Também desenvolvemos a capacidade de lançar armas contra as presas, o que nos deu uma vantagem crucial para nos tornarmos predadores de ponta [ 48 ]. Os antropólogos argumentaram que a carnivoria foi crucial para nossa sobrevivência no inverno extremamente frio da Eurásia [ 49 ]. Durante o Paleolítico Superior, os lobos foram domesticados, estendendo assim nossas habilidades de caça, que por sua vez reforçaram nossa carnivoria [ 50 ].

Isótopos, oligoelementos e saúde bucal

Estudos de isótopos estáveis ​​sugerem que os caçadores-coletores europeus geralmente comiam uma dieta carnívora durante o Paleolítico Superior, colocando-os no nível trófico dos lobos ou acima dele [ 51 ]. Usando um método de oligoelementos modificado em amostras de dentes, o Homo primitivo era indistinguível dos carnívoros [ 52 ].

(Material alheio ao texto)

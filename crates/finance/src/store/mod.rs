pub mod entities;
pub mod interfaces;
pub mod sqlite;

pub use interfaces::{
    Fill, HistoryEntry, Holding, LedgerStore, Settlement, StoreError, User, UserId,
};
pub use sqlite::SqliteLedgerStore;
use std::sync::Arc;

use color_eyre::eyre;
use finance::config::Config;
use quotes::{IexQuoteProvider, QuoteProvider};
use structopt::StructOpt;
use tracing::info;

// lib.rs에서 자동으로 dotenv가 로드됨

#[derive(Debug, StructOpt)]
#[structopt(name = "finance", about = "모의 주식 거래 서버")]
enum Command {
    /// API 서버 실행
    Serve {
        /// FINANCE_API_PORT 대신 사용할 포트
        #[structopt(long)]
        port: Option<u16>,
    },
    /// 시세 한 건 조회
    Quote {
        symbol: String,
    },
}

#[tokio::main]
async fn main() -> eyre::Result<()> {
    // init error reporting
    color_eyre::install()?;

    let cmd = Command::from_args();

    // API_KEY가 없으면 여기서 종료
    let config = Config::from_env().map_err(|e| eyre::eyre!("설정 오류: {}", e))?;

    // init logging
    let _guards = finance::logger::init_tracing(&config.log_dir);

    let quotes: Arc<dyn QuoteProvider> = Arc::new(
        IexQuoteProvider::new(config.quote_base_url.clone(), config.api_key.clone())
            .map_err(|e| eyre::eyre!("시세 클라이언트 생성 실패: {}", e))?,
    );

    match cmd {
        Command::Serve { port } => run_server(config, quotes, port).await,
        Command::Quote { symbol } => run_quote(quotes, &symbol).await,
    }
}

async fn run_server(
    config: Config,
    quotes: Arc<dyn QuoteProvider>,
    port: Option<u16>,
) -> eyre::Result<()> {
    let store = finance::open_store(&config)
        .await
        .map_err(|e| eyre::eyre!("장부 저장소 초기화 실패: {}", e))?;

    let state = finance::build_state(&config, store, quotes);
    let port = port.unwrap_or(config.port);

    info!("API 서버를 포트 {}에서 시작합니다", port);
    finance::server::start_server(port, state).await
}

async fn run_quote(quotes: Arc<dyn QuoteProvider>, symbol: &str) -> eyre::Result<()> {
    let symbol = interface::normalize_symbol(symbol)
        .ok_or_else(|| eyre::eyre!("심볼을 입력하세요"))?;

    match quotes.lookup(&symbol).await? {
        Some(quote) => println!("{} ({}): {}", quote.name, quote.symbol, quote.price),
        None => println!("{}: 알 수 없는 심볼", symbol),
    }
    Ok(())
}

Embora a placa dentária não seja adequada para determinar o nível trófico humano dentro da vasta paisagem zooarqueológica [ 53 , 54 ], pode ser marginalmente precisa para identificar mudanças. Por exemplo, os Neandertais eram conhecidos por dependerem fortemente de alimentos de origem animal e apresentavam apenas seis cáries (sinais de cárie) em 1.250 de seus dentes examinados [ 55 ]. A cárie começou a aparecer em números substanciais entre 13.700 e 15.000 anos atrás no Marrocos, juntamente com evidências de aumento do consumo de amido [ 56 ]. A baixa ocorrência de cáries durante a maior parte do Pleistoceno corresponde a um padrão de baixo carboidrato e alto nível trófico humano.

Paleozoologia

Entre as espécies, o tamanho do carnívoro determina o tamanho da presa. A maioria dos predadores atuais com mais de 15-20 quilogramas se concentra na caça de animais com metade de seu tamanho, a fim de se beneficiar da perspectiva bioenergética [ 57 ]. Segue-se que os humanos paleolíticos, que eram carnívoros relativamente grandes, não obtinham grandes quantidades de nutrição de insetos, ao contrário do que é argumentado por Lesnik [ 58 ].

Caçar presas grandes, como os humanos fizeram, está exclusivamente associado à hipercarnivoria [ 59 ]. É provável que os humanos preferissem grandes herbívoros dada a abundância de sua biomassa, a relativa facilidade de caçá-los, retornos calóricos líquidos e seu maior conteúdo de gordura, que acomoda os limites fisiológicos do consumo de proteína [ 60 ].

Conclusão

É difícil considerar que os humanos não sejam onívoros, dada nossa espetacular variedade de dietas e nosso domínio de tecnologias que nos permitiram expandir ainda mais nosso já vasto repertório alimentar. No entanto, a evidência acima sugere que os humanos evoluíram como carnívoros. Uma combinação de tecnologia e fisiologia permitiu que uma ampla gama de plantas fosse incluída no topo dessa base carnívora essencial.